The preferred endovascular procedure should start with antegrade ipsilateral access in the Common Femoral Artery (6 French sheath). If the dissection could not be passed by the guidewire a retrograde access in the anterior or posterior tibial artery can be obtained (4 French sheath). Retrograde passing the popliteal dissection with a 0.016-inch guidewire is the next step. One should pick up the 0.016-inch guidewire through the 6 French sheath placed in the CFA. Stent placement can be performed at the injured popliteal section, without further damaging the already heavily stressed soft tissue around the knee. The preferable stent covered or bare in case of endovascular popliteal dissection repair remains debatable.
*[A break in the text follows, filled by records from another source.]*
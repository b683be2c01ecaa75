//! Error types for Attache.
//!
//! This module provides the structured error taxonomy for the extension
//! dispatch core, built on `thiserror`:
//!
//! - [`ExtensionError`] - every failure the dispatch core can raise itself
//! - [`BoxError`] - opaque failures raised by handlers and collaborators
//!
//! Handler execution failures are never rewrapped in a way that obscures the
//! original error: they travel through the [`ExtensionError::Execution`]
//! variant, which is transparent for both `Display` and `source`.

use thiserror::Error;

/// A boxed error type for dynamic error handling.
pub type BoxError = Box<dyn std::error::Error + Send + Sync + 'static>;

/// Failures raised by the extension dispatch core.
#[derive(Error, Debug)]
pub enum ExtensionError {
    /// An extension type declares the same method signature more than once
    /// with no overriding declaration. Fatal at metadata construction.
    #[error("{type_name} has ambiguous method {signature}, resolve with an explicit override")]
    AmbiguousMethods {
        /// Name of the offending extension type.
        type_name: &'static str,
        /// The duplicated method signature.
        signature: String,
    },

    /// No handler factory produced a handler for a declared method. Raised
    /// lazily at first invocation, or at metadata construction under
    /// fail-fast mode.
    #[error("method {type_name}.{method} has no registered extension handler")]
    MissingHandler {
        /// Name of the declaring extension type.
        type_name: &'static str,
        /// The unresolvable method.
        method: String,
    },

    /// Proxy creation was requested while disallowed for the registry.
    #[error("creating extension proxies is disallowed for this registry")]
    ProxyDisallowed,

    /// Instance dispatch was invoked without a backing instance.
    #[error("no backing instance for {type_name}, attached through a proxy factory?")]
    NoBackingInstance {
        /// Name of the extension type.
        type_name: &'static str,
    },

    /// An invocation named a method the extension type does not declare.
    #[error("{type_name} declares no method matching {method}")]
    UnknownMethod {
        /// Name of the extension type.
        type_name: &'static str,
        /// The requested method description.
        method: String,
    },

    /// An invocation supplied the wrong number of arguments.
    #[error("method {type_name}.{method} takes {expected} arguments, {actual} were supplied")]
    ArityMismatch {
        /// Name of the extension type.
        type_name: &'static str,
        /// The invoked method.
        method: String,
        /// Declared parameter count.
        expected: usize,
        /// Supplied argument count.
        actual: usize,
    },

    /// A handler's warm-up hook failed during metadata construction.
    #[error("handler for {type_name}.{method} failed to warm up")]
    Warm {
        /// Name of the extension type.
        type_name: &'static str,
        /// The method whose handler failed.
        method: String,
        /// The underlying warm-up failure.
        #[source]
        source: BoxError,
    },

    /// An extension factory failed to attach a backing instance.
    #[error("factory failed to attach {type_name}")]
    Attach {
        /// Name of the extension type.
        type_name: &'static str,
        /// The underlying attach failure.
        #[source]
        source: BoxError,
    },

    /// A failure raised by a handler or collaborator, passed through with
    /// its identity intact.
    #[error(transparent)]
    Execution(BoxError),
}

impl ExtensionError {
    /// Recover a typed dispatch error from a boxed one.
    ///
    /// Errors that originated inside the dispatch core (e.g. the missing
    /// handler sentinel) come back as their own variant instead of being
    /// wrapped a second time; everything else passes through as
    /// [`ExtensionError::Execution`].
    pub fn from_boxed(err: BoxError) -> Self {
        match err.downcast::<ExtensionError>() {
            Ok(err) => *err,
            Err(err) => ExtensionError::Execution(err),
        }
    }
}
//! Metadata construction: ambiguity, fail-fast, warm-up, explicit handlers.

mod common;

use attache::testing::handler_fn;
use attache::{
    Args, BoxError, ConfigSnapshot, ExtensionError, ExtensionFactory, ExtensionHandler,
    ExtensionObject, ExtensionRegistry, HandleSupplier, MetadataBuilder, MethodDecl,
    TypeDescriptor, Value, into_value,
};
use common::supplier;
use std::any::TypeId;
use std::sync::Arc;
use std::sync::atomic::{AtomicUsize, Ordering};

struct Conflicted;

struct AcceptAnything;

impl ExtensionFactory for AcceptAnything {
    fn accepts(&self, _ty: &TypeDescriptor) -> bool {
        true
    }
}

#[test]
fn ambiguous_declarations_fail_before_any_instance_exists() {
    let ty = TypeDescriptor::builder::<Conflicted>("Conflicted")
        .method(MethodDecl::new("run").declared_by("Job"))
        .method(MethodDecl::new("run").declared_by("Task"))
        .build();

    let registry = ExtensionRegistry::new();
    registry.register(AcceptAnything);

    let (_, shared) = supplier();
    let err = registry.find_for(&ty, &shared).err();
    assert!(matches!(
        err,
        Some(ExtensionError::AmbiguousMethods { type_name: "Conflicted", .. })
    ));
}

struct Ghostly;

#[test]
fn unresolvable_methods_defer_by_default_and_fail_fast_on_demand() {
    let ty = TypeDescriptor::builder::<Ghostly>("Ghostly")
        .method(MethodDecl::new("ghost"))
        .build();

    // Default: attachment succeeds, the error surfaces at first invocation.
    let deferred = ExtensionRegistry::new();
    deferred.register(AcceptAnything);
    let (_, shared) = supplier();
    let proxy = deferred
        .find_for(&ty, &shared)
        .expect("attachment succeeds without fail-fast")
        .expect("accepted");
    let err = proxy.invoke("ghost", Args::new()).err();
    match err {
        Some(ExtensionError::MissingHandler { type_name, method }) => {
            assert_eq!(type_name, "Ghostly");
            assert_eq!(method, "ghost()");
        }
        other => panic!("expected a missing-handler error, got {other:?}"),
    }

    // Fail-fast: the whole type fails at metadata construction.
    let eager = ExtensionRegistry::new();
    eager.register(AcceptAnything).set_fail_fast(true);
    let err = eager.find_for(&ty, &shared).err();
    assert!(matches!(
        err,
        Some(ExtensionError::MissingHandler { type_name: "Ghostly", .. })
    ));
}

struct WarmProbe {
    warms: Arc<AtomicUsize>,
    fail: bool,
}

impl ExtensionHandler for WarmProbe {
    fn invoke(
        &self,
        _handle: &dyn HandleSupplier,
        _target: Option<&dyn ExtensionObject>,
        _args: Args,
    ) -> Result<Value, BoxError> {
        Ok(into_value(()))
    }

    fn warm(&self, _config: &ConfigSnapshot) -> Result<(), BoxError> {
        self.warms.fetch_add(1, Ordering::SeqCst);
        if self.fail {
            return Err("bad wiring".into());
        }
        Ok(())
    }
}

struct Warmed;

struct WarmedFactory {
    warms: Arc<AtomicUsize>,
    fail: bool,
}

impl ExtensionFactory for WarmedFactory {
    fn accepts(&self, ty: &TypeDescriptor) -> bool {
        ty.id() == TypeId::of::<Warmed>()
    }

    fn build_metadata(&self, builder: &mut MetadataBuilder) {
        builder.add_method_handler(
            MethodDecl::new("poke").key(),
            Arc::new(WarmProbe {
                warms: self.warms.clone(),
                fail: self.fail,
            }),
        );
    }
}

fn warmed_descriptor() -> Arc<TypeDescriptor> {
    TypeDescriptor::builder::<Warmed>("Warmed")
        .method(MethodDecl::new("poke"))
        .build()
}

#[test]
fn warm_hooks_run_once_per_metadata_build() {
    let warms = Arc::new(AtomicUsize::new(0));
    let registry = ExtensionRegistry::new();
    registry.register(WarmedFactory {
        warms: warms.clone(),
        fail: false,
    });

    let (_, shared) = supplier();
    let ty = warmed_descriptor();
    for _ in 0..3 {
        let proxy = registry
            .find_for(&ty, &shared)
            .expect("attachment")
            .expect("accepted");
        proxy.invoke("poke", Args::new()).expect("poke dispatches");
    }
    assert_eq!(warms.load(Ordering::SeqCst), 1);
}

#[test]
fn warm_failures_fail_the_whole_build() {
    let warms = Arc::new(AtomicUsize::new(0));
    let registry = ExtensionRegistry::new();
    registry.register(WarmedFactory {
        warms,
        fail: true,
    });

    let (_, shared) = supplier();
    let err = registry.find_for(&warmed_descriptor(), &shared).err();
    match err {
        Some(ExtensionError::Warm { type_name, method, .. }) => {
            assert_eq!(type_name, "Warmed");
            assert_eq!(method, "poke()");
        }
        other => panic!("expected a warm-up error, got {other:?}"),
    }
}

struct Seeded;

struct SeededFactory;

impl ExtensionFactory for SeededFactory {
    fn accepts(&self, ty: &TypeDescriptor) -> bool {
        ty.id() == TypeId::of::<Seeded>()
    }

    fn build_metadata(&self, builder: &mut MetadataBuilder) {
        builder.add_method_handler(
            MethodDecl::new("seeded").key(),
            handler_fn(|_: &dyn HandleSupplier, _: Option<&dyn ExtensionObject>, _: Args| {
                Ok(into_value("from the factory".to_string()))
            }),
        );
    }
}

#[test]
fn explicit_handlers_bypass_the_resolution_chain() {
    let ty = TypeDescriptor::builder::<Seeded>("Seeded")
        .method(MethodDecl::new("seeded"))
        .build();

    let registry = ExtensionRegistry::new();
    registry.register(SeededFactory);

    let (_, shared) = supplier();
    let proxy = registry
        .find_for(&ty, &shared)
        .expect("attachment")
        .expect("accepted");
    let value = proxy.invoke("seeded", Args::new()).expect("seeded dispatches");
    assert_eq!(
        value.downcast::<String>().ok().as_deref().map(String::as_str),
        Some("from the factory")
    );
}

struct Phantom;

struct PhantomFactory;

impl ExtensionFactory for PhantomFactory {
    fn accepts(&self, ty: &TypeDescriptor) -> bool {
        ty.id() == TypeId::of::<Phantom>()
    }

    fn build_metadata(&self, builder: &mut MetadataBuilder) {
        // Seeds a handler for a method the type does not declare.
        builder.add_method_handler(
            MethodDecl::new("vanish").key(),
            handler_fn(|_: &dyn HandleSupplier, _: Option<&dyn ExtensionObject>, _: Args| {
                Ok(into_value(()))
            }),
        );
    }
}

#[test]
fn explicit_handlers_for_undeclared_methods_are_rejected() {
    let ty = TypeDescriptor::builder::<Phantom>("Phantom").build();

    let registry = ExtensionRegistry::new();
    registry.register(PhantomFactory);

    let (_, shared) = supplier();
    let err = registry.find_for(&ty, &shared).err();
    assert!(matches!(
        err,
        Some(ExtensionError::UnknownMethod { type_name: "Phantom", .. })
    ));
}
We suspect scenarios like these will become increasingly common, because more than onefifth of all European adults are classified as obese. The general physician must be aware that low energy mechanism and in seemingly trivial mechanisms of injury in the morbidly obese population can result in dislocations with devastating consequences.
In conclusion, using a percutaneous approach to blunt injury of the popliteal artery due to LEKD in the obese patient where even more extensive soft tissue injury may complicate open repair is a novel way to avoid incisions and manipulation of the injured ischemic lower extremity. Long term patency rates of stent placement for blunt popliteal artery injury are unknown and long-term follow-up is required. In younger obese patients stent placement in the distal popliteal artery (P3 segment) should be avoided to preserve a safe landing zone in case a femoro-popliteal bypass might be necessary in the future.